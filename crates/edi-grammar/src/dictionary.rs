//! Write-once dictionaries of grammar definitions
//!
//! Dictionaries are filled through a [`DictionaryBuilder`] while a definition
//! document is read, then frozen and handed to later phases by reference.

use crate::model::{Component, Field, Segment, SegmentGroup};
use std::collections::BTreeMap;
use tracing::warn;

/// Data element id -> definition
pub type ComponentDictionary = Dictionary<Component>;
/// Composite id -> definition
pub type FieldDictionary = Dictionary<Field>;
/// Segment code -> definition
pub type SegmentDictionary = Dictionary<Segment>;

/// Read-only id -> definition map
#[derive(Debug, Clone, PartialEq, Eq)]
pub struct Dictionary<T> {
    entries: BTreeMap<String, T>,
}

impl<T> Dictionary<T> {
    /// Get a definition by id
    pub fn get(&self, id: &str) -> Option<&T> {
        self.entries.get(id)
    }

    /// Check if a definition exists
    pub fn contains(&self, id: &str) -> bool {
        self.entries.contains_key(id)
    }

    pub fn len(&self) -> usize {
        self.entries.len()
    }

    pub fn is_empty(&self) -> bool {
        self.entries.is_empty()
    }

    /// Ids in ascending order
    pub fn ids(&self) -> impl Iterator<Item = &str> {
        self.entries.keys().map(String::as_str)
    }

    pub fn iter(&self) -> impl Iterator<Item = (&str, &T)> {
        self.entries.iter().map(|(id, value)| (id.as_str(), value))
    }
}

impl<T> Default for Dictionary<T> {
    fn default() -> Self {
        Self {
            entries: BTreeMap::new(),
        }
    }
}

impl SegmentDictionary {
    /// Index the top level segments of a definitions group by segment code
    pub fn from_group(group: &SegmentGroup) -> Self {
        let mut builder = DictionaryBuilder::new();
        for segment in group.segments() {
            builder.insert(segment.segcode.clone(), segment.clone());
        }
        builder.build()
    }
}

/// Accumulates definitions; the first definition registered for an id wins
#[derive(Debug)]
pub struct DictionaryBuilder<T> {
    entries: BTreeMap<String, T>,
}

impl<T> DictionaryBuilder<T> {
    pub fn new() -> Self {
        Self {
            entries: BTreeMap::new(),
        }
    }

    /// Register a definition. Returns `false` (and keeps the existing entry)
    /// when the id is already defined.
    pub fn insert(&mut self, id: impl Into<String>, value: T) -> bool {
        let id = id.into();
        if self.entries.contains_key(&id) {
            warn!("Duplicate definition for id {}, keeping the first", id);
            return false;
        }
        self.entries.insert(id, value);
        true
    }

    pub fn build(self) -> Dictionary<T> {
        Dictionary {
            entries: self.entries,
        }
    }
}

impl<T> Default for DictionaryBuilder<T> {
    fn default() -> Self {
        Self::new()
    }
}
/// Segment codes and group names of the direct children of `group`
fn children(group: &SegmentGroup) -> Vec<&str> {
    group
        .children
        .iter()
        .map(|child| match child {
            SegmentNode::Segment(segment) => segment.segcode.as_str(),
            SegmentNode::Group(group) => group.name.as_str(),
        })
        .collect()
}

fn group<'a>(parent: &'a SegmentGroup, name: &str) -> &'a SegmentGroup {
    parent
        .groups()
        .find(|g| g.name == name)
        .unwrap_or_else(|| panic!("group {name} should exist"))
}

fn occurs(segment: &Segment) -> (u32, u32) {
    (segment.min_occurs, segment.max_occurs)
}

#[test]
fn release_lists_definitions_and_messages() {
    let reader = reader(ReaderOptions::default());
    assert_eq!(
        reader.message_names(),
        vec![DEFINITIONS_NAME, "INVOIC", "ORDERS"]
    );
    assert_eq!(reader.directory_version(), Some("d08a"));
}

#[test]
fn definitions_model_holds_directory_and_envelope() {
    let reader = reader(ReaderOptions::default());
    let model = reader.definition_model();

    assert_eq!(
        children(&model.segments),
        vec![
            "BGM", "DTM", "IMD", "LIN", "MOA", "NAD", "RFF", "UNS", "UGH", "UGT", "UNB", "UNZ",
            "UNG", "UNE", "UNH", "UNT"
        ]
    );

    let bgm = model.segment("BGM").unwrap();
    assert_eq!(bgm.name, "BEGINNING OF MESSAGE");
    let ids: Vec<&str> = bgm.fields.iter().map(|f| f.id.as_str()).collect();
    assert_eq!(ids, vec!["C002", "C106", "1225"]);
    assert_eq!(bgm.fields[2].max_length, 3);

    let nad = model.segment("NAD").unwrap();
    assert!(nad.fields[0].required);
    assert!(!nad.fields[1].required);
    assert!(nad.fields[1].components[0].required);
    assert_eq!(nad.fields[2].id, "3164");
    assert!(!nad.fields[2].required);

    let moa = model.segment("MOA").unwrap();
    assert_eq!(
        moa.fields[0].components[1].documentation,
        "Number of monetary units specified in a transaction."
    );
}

▸ INSTRUCTIONS FOR THE TASK
The required output is every line above that contains the string "warn".

▸ ANSWER
use tracing::warn;
            warn!("Duplicate definition for id {}, keeping the first", id);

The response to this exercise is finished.